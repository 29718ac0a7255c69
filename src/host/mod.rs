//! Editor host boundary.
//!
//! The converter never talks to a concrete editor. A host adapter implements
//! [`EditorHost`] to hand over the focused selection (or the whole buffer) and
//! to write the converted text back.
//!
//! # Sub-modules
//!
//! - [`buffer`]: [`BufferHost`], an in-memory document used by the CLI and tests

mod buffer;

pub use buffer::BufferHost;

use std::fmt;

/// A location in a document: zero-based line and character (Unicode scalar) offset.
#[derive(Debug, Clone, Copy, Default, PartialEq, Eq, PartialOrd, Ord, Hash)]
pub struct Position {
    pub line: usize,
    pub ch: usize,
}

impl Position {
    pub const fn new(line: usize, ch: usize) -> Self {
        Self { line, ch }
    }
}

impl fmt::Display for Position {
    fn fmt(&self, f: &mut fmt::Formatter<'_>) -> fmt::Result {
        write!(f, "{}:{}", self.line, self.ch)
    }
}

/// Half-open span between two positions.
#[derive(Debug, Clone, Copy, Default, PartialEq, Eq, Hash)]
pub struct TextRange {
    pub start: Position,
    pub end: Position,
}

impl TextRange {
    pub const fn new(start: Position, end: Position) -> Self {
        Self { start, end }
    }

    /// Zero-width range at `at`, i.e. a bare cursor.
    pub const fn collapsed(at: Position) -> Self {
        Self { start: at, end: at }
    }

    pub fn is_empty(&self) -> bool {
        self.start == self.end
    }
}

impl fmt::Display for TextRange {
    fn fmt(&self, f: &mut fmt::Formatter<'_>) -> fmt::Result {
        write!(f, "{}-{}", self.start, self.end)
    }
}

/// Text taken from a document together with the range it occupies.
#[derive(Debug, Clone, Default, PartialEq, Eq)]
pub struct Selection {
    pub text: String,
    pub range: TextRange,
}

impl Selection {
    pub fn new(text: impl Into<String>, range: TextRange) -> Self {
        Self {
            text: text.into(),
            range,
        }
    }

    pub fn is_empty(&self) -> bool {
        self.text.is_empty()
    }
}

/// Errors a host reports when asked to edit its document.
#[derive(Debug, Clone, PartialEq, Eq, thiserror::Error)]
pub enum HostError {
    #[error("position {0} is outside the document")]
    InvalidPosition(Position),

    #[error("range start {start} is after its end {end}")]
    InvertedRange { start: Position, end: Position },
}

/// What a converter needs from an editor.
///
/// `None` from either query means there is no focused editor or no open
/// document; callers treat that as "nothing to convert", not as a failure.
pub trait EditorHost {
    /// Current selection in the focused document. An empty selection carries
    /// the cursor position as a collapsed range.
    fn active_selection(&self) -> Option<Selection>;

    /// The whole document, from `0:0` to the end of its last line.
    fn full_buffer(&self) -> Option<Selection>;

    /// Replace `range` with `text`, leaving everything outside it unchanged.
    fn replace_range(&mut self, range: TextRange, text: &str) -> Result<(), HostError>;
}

━━━━━━

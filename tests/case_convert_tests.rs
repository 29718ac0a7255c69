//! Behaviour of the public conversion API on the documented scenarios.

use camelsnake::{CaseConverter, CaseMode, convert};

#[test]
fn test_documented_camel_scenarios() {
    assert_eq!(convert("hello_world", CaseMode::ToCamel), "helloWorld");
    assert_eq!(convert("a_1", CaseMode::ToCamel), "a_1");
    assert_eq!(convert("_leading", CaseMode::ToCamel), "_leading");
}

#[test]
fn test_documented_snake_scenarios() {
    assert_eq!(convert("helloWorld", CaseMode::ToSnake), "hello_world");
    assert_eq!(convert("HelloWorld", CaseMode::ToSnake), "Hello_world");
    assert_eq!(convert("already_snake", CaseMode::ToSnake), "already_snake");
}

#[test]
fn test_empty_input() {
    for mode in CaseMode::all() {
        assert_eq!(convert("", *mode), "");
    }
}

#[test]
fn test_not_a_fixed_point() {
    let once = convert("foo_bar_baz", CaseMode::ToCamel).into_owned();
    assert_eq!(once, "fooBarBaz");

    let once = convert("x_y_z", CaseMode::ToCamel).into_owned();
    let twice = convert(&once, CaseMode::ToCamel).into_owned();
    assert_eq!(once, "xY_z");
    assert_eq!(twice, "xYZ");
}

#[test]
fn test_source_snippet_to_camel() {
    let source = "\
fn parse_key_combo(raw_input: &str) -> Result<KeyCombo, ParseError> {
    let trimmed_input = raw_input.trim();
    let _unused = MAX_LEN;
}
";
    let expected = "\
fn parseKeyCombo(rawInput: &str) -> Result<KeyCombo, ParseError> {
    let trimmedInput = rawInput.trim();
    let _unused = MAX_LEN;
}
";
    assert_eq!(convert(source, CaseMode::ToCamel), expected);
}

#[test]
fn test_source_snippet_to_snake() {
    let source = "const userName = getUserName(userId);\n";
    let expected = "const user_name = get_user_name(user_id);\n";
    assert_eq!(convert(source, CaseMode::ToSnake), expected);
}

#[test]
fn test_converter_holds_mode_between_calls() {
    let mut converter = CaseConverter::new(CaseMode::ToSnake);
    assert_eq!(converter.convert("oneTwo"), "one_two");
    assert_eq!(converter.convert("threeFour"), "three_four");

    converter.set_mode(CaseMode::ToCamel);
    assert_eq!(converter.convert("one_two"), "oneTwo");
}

━━━━━━

#### Problem statement:
The answer must be a single number: how many lines of the data include the string "EditorHost".

#### Reply:
2